Sid A. Saab (born February 20, 1971) is an American politician who was a Republican member of the Maryland House of Delegates, representing district 33 (Anne Arundel County).

Early life
Said Amal Saab was born in Lebanon on February 20, 1971, and migrated to the United States in 1990.

In the legislature
Saab was elected to the House of Delegates in the 2014 General Assembly elections, succeeding delegate Robert A. Costa and becoming the first member of the Maryland General Assembly to have been born in Lebanon.

In January 2020, Saab worked with delegate Bonnie Cullison to introduce a bill that would require hospitals or nursing facilities in the state to begin ensuring personnel wear an identification tag when providing patient care.
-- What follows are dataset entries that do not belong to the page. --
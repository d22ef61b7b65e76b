// Ultralytics 🚀 AGPL-3.0 License - https://ultralytics.com/license
/// 输出系统 (Output)
///
/// - ResultSaver:  视频容器 + 截图, 运行结束时关闭并复制
/// - VideoWriter:  GIF / MP4 写入器
/// - FrameStream:  最新帧单槽推送
pub mod result_saver;
pub mod stream;
pub mod video_writer;

pub use result_saver::ResultSaver;
pub use stream::{encode_jpeg, spawn_stream_consumer, FrameStream, StreamMessage};
pub use video_writer::{open_writer, GifVideoWriter, VideoFormat, VideoWriter};
impl FramePipeline {
    pub fn new(session: SharedSession, factory: Arc<dyn TrackerFactory>) -> Self {
        Self {
            session,
            factory,
            font: None,
            stream: None,
            cache_folder: default_cache_folder(),
            model_poll: MODEL_POLL_INTERVAL,
            status: StatusHandle::new(),
            frame_times: VecDeque::with_capacity(FPS_WINDOW),
            timer: None,
        }
    }

    /// 文本绘制字体; 没有字体时只画框和色块
    pub fn with_font(mut self, font: Option<FontArc>) -> Self {
        self.font = font;
        self
    }

    /// 每帧推送到实时画面通道
    pub fn with_stream(mut self, stream: FrameStream) -> Self {
        self.stream = Some(stream);
        self
    }

    /// 结果视频副本目录
    pub fn with_cache_folder<P: Into<PathBuf>>(mut self, folder: P) -> Self {
        self.cache_folder = folder.into();
        self
    }

    pub fn with_model_poll(mut self, interval: Duration) -> Self {
        self.model_poll = interval;
        self
    }

    pub fn status(&self) -> PipelineStatus {
        self.status.get()
    }

    pub fn status_handle(&self) -> StatusHandle {
        self.status.clone()
    }

    /// 处理整个帧源, 直到结束或中止
    ///
    /// 返回 Err 仅限启动错误 (输出目录、视频写入器、定时器、输入持续不可用);
    /// 任何退出路径都会停止定时器、关闭结果视频、发布 `Finished` 并清除中止标志。
    pub fn run<S: FrameSource + 'static>(&mut self, source: S) -> Result<RunSummary> {
        let started = Instant::now();
        let mut summary = RunSummary::default();
        let mut saver = None;
        let mut timer_handle = None;

        let result = self.run_inner(Box::new(source), &mut saver, &mut timer_handle, &mut summary);

        // ===== 收尾: 任何路径都要执行 =====
        if let Some(timer) = self.timer.take() {
            timer.stop();
        }
        if let Some(handle) = timer_handle {
            if handle.join().is_err() {
                error!("❌ 定时器线程异常退出");
            }
        }
        if let Some(mut saver) = saver {
            summary.images_saved = saver.images_saved();
            match saver.finish() {
                Ok(copy) => summary.video = copy,
                Err(e) => error!("❌ 结果视频收尾失败: {}", e),
            }
        }
        if let Some(stream) = &self.stream {
            stream.finish();
        }

        let mut session = self.session.lock();
        if session.aborting {
            summary.aborted = true;
            session.aborting = false;
        }
        summary.counts = session.counts();
        drop(session);

        summary.elapsed = started.elapsed();
        let status = match &result {
            Err(e) => {
                error!("❌ 运行失败: {}", e);
                PipelineStatus::Failed
            }
            Ok(()) if summary.aborted => PipelineStatus::Aborted,
            Ok(()) => PipelineStatus::Finished,
        };
        self.status.set(status);
        info!(
            "📊 运行结束 ({}): 读取 {} 帧 | 处理 {} | 跳过 {} | 平均 {:.1}fps",
            status,
            summary.frames_read,
            summary.processed,
            summary.skipped,
            summary.average_fps()
        );

        result.map(|_| summary)
    }

    /// 启动与主循环; 创建的资源放进调用方的槽位, 由 `run` 统一收尾
    fn run_inner(
        &mut self,
        mut source: Box<dyn FrameSource>,
        saver_slot: &mut Option<ResultSaver>,
        timer_slot: &mut Option<JoinHandle<()>>,
        summary: &mut RunSummary,
    ) -> Result<()> {
        let general = self.session.lock().general.clone();

        if general.skip_frames > 0 && !source.is_live() {
            source = Box::new(SkipFrames::new(source, general.skip_frames));
        }
        if general.save_all_frames {
            source = Box::new(
                SaveEachFrame::new(source, &general.output_folder)
                    .map_err(|e| SentinelError::setup(format!("{:#}", e)))?,
            );
        }

        info!(
            "✅ 开始运行: {} ({:.1}fps, {})",
            source.name(),
            source.fps(),
            source
                .total_frames()
                .map(|t| format!("{} 帧", t))
                .unwrap_or_else(|| "实时".to_string())
        );

        if general.save_results || general.save_new_objects {
            let saver = saver_slot.insert(ResultSaver::create(
                &general.output_folder,
                &self.cache_folder,
                general.video_format,
            )?);
            if general.save_results {
                saver.initiate(general.screen_width, general.screen_height, source.fps())?;
            }
        }

        *timer_slot = self.start_timer(general.reset_stats_min)?;

        if !self.wait_for_model() {
            summary.aborted = true;
            return Ok(());
        }
        self.status.set(PipelineStatus::Processing);
        self.process_source(
            source.as_mut(),
            saver_slot.as_mut(),
            summary,
            general.realistic_processing,
        )
    }

    /// 自动清零定时器, 周期为 0 时不启动
    fn start_timer(&mut self, minutes: f64) -> Result<Option<JoinHandle<()>>> {
        if minutes <= 0.0 {
            return Ok(None);
        }
        let timer = Arc::new(CyclingTimer::new(
            "statistics",
            minutes,
            |session: &mut Session| {
                if session.reset_counts() {
                    info!("📊 定时清零计数");
                }
            },
            self.session.clone(),
        )?);
        self.timer = Some(Arc::clone(&timer));
        Ok(Some(timer.spawn()))
    }

    /// 轮询直到检测器可用; 期间被中止返回 false
    fn wait_for_model(&self) -> bool {
        let mut announced = false;
        loop {
            {
                let session = self.session.lock();
                if session.aborting {
                    return false;
                }
                if session.is_model_loaded() {
                    return true;
                }
            }
            if !announced {
                info!("⏳ 等待检测器加载...");
                self.status.set(PipelineStatus::WaitingForModel);
                announced = true;
            }
            thread::sleep(self.model_poll);
        }
    }

    fn process_source(
        &mut self,
        source: &mut dyn FrameSource,
        mut saver: Option<&mut ResultSaver>,
        summary: &mut RunSummary,
        realistic: bool,
    ) -> Result<()> {
        let total = source.total_frames();
        let pace = (realistic && !source.is_live() && source.fps() > 0.0)
            .then(|| Duration::from_secs_f64(1.0 / source.fps()));
        let mut consecutive_errors = 0usize;
        let mut index = 0usize;

        loop {
            if self.session.lock().aborting {
                info!("🛑 收到中止请求, 停止处理");
                summary.aborted = true;
                return Ok(());
            }

            let iteration = Instant::now();
            let frame = match source.next_frame() {
                Ok(Some(frame)) => {
                    consecutive_errors = 0;
                    frame
                }
                Ok(None) => return Ok(()),
                Err(e) => {
                    summary.source_errors += 1;
                    consecutive_errors += 1;
                    warn!("⚠️ 读取第 {} 帧失败: {:#}", index, e);
                    if consecutive_errors >= MAX_CONSECUTIVE_SOURCE_ERRORS {
                        return Err(SentinelError::setup(format!(
                            "输入连续 {} 次读取失败: {}",
                            consecutive_errors,
                            source.name()
                        )));
                    }
                    index += 1;
                    continue;
                }
            };
            summary.frames_read += 1;

            match self.process_frame(index, &frame) {
                FrameOutcome::Processed(out) => {
                    summary.processed += 1;
                    if let Some(stream) = &self.stream {
                        stream.publish_frame(&out.display);
                    }
                    if let Some(saver) = saver.as_deref_mut() {
                        let (save_results, save_new) = {
                            let s = self.session.lock();
                            (s.general.save_results, s.general.save_new_objects)
                        };
                        if save_results {
                            saver.append(&out.display);
                        }
                        if out.new_object {
                            summary.new_object_frames += 1;
                            if save_new {
                                if let Err(e) = saver.save_image(&out.display) {
                                    warn!("⚠️ 截图保存失败: {}", e);
                                }
                            }
                        }
                    } else if out.new_object {
                        summary.new_object_frames += 1;
                    }
                }
                FrameOutcome::Skipped { .. } => summary.skipped += 1,
            }

            index += 1;
            if index % PROGRESS_EVERY == 0 {
                match total {
                    Some(t) if t > 0 => info!(
                        "📊 {:.0}% done ({}/{})",
                        index as f64 / t as f64 * 100.0,
                        index,
                        t
                    ),
                    _ => info!("📊 已处理 {} 帧", index),
                }
            }

            if let Some(period) = pace {
                let spent = iteration.elapsed();
                if spent < period {
                    thread::sleep(period - spent);
                }
            }
        }
    }

    /// 处理单帧; 错误与 panic 都转换为 `Skipped`
    pub fn process_frame(&mut self, index: usize, frame: &RgbImage) -> FrameOutcome {
        let started = Instant::now();
        let result = panic::catch_unwind(AssertUnwindSafe(|| self.locked_step(index, frame)));

        let mut out = match result {
            Ok(Ok(out)) => out,
            Ok(Err(e)) => {
                error!("❌ 第 {} 帧处理失败: {:#}", index, e);
                return FrameOutcome::Skipped {
                    index,
                    reason: e.to_string(),
                };
            }
            Err(payload) => {
                let reason = panic_message(payload.as_ref());
                error!("❌ 第 {} 帧处理 panic: {}", index, reason);
                return FrameOutcome::Skipped { index, reason };
            }
        };

        // HUD 不读共享状态, 锁外绘制
        self.record_frame_time(started.elapsed().as_secs_f64());
        if let Some(fps) = self.fps() {
            draw_fps_text(&mut out.display, self.font.as_ref(), fps);
        }
        if let Some(left) = self.timer.as_ref().and_then(|t| t.time_left()) {
            draw_progress_bar(
                &mut out.display,
                self.font.as_ref(),
                &format!("Resetting statistics in: {}", left.seconds),
                left.percent_left,
            );
        }
        FrameOutcome::Processed(out)
    }

    /// 互斥区内的全部工作; 守卫在任何返回或展开路径上释放
    fn locked_step(&self, index: usize, frame: &RgbImage) -> Result<ProcessedFrame> {
        let mut guard = self.session.lock();
        let session: &mut Session = &mut guard;

        if session.needs_reset {
            session
                .rebuild(self.factory.as_ref(), self.font.as_ref())
                .map_err(|e| SentinelError::Frame {
                    index,
                    reason: format!("rebuild failed: {:#}", e),
                })?;
        }

        let input = session.general.input_size();
        let screen = session.general.screen_size();
        let device = session.model.device.as_str();
        let (Some(detector), Some(p)) = (session.detector.as_mut(), session.processors.as_mut()) else {
            return Err(SentinelError::Frame {
                index,
                reason: "detector not loaded".to_string(),
            });
        };

        let resized = resize_frame(frame, input.0, input.1).map_err(|e| SentinelError::Frame {
            index,
            reason: format!("resize failed: {:#}", e),
        })?;
        let raw = detector
            .predict(&resized, p.box_processor.box_threshold(), device)
            .map_err(|e| SentinelError::Detector(format!("{:#}", e)))?;

        let detections = p.box_processor.extract(&raw);
        let rows = p.counter.update_boxes(&detections, &resized);
        let boxes = TrackIdentityCounter::to_bounding_boxes(&rows);
        let new_object = p.counter.update_counts(&boxes, log_enabled!(Level::Debug));

        let display_boxes = resize_boxes(&boxes, input, screen);
        let mut display = resize_frame(frame, screen.0, screen.1).map_err(|e| SentinelError::Frame {
            index,
            reason: format!("resize failed: {:#}", e),
        })?;
        p.annotator.draw_boxes(&mut display, &display_boxes);
        let display = p.counter.render_overlay(&display, &p.annotator);
        let counts = p.counter.formatted_counts();
        drop(guard);

        debug!(
            "帧 {}: 检测 {} | 过滤后 {} | 跟踪 {}{}",
            index,
            raw.len(),
            detections.len(),
            boxes.len(),
            if new_object { " | 新目标" } else { "" }
        );

        Ok(ProcessedFrame {
            index,
            display,
            new_object,
            tracked: boxes.len(),
            counts,
        })
    }

    fn record_frame_time(&mut self, secs: f64) {
        if self.frame_times.len() == FPS_WINDOW {
            self.frame_times.pop_front();
        }
        self.frame_times.push_back(secs);
    }

    /// 最近 10 帧耗时均值换算的 FPS; 样本不足时为 None
    fn fps(&self) -> Option<f64> {
        if self.frame_times.len() <= FPS_MIN_SAMPLES {
            return None;
        }
        let mean = self.frame_times.iter().sum::<f64>() / self.frame_times.len() as f64;
        (mean > 0.0).then(|| 1.0 / mean)
    }
}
The bill would pass the House of Delegates and Senate by votes of 136-0 and 45-0, respectively, and would be signed by Governor Larry Hogan. In April 2020, Saab joined delegates Brian Crisholm, Susan Krebs, Matthew Morgan, Teresa Reilly, Kathy Szeliga, and Nic Kipke in pressing the Hogan administration to release data on the 2,000 inmates released at the beginning of the COVID-19 pandemic and COVID-19 case outbreaks in nursing homes and other elder care facilities.

In February 2021, Saab joined delegates Kathy Szeliga and Dan Cox at a protest against abortion at the Maryland State House.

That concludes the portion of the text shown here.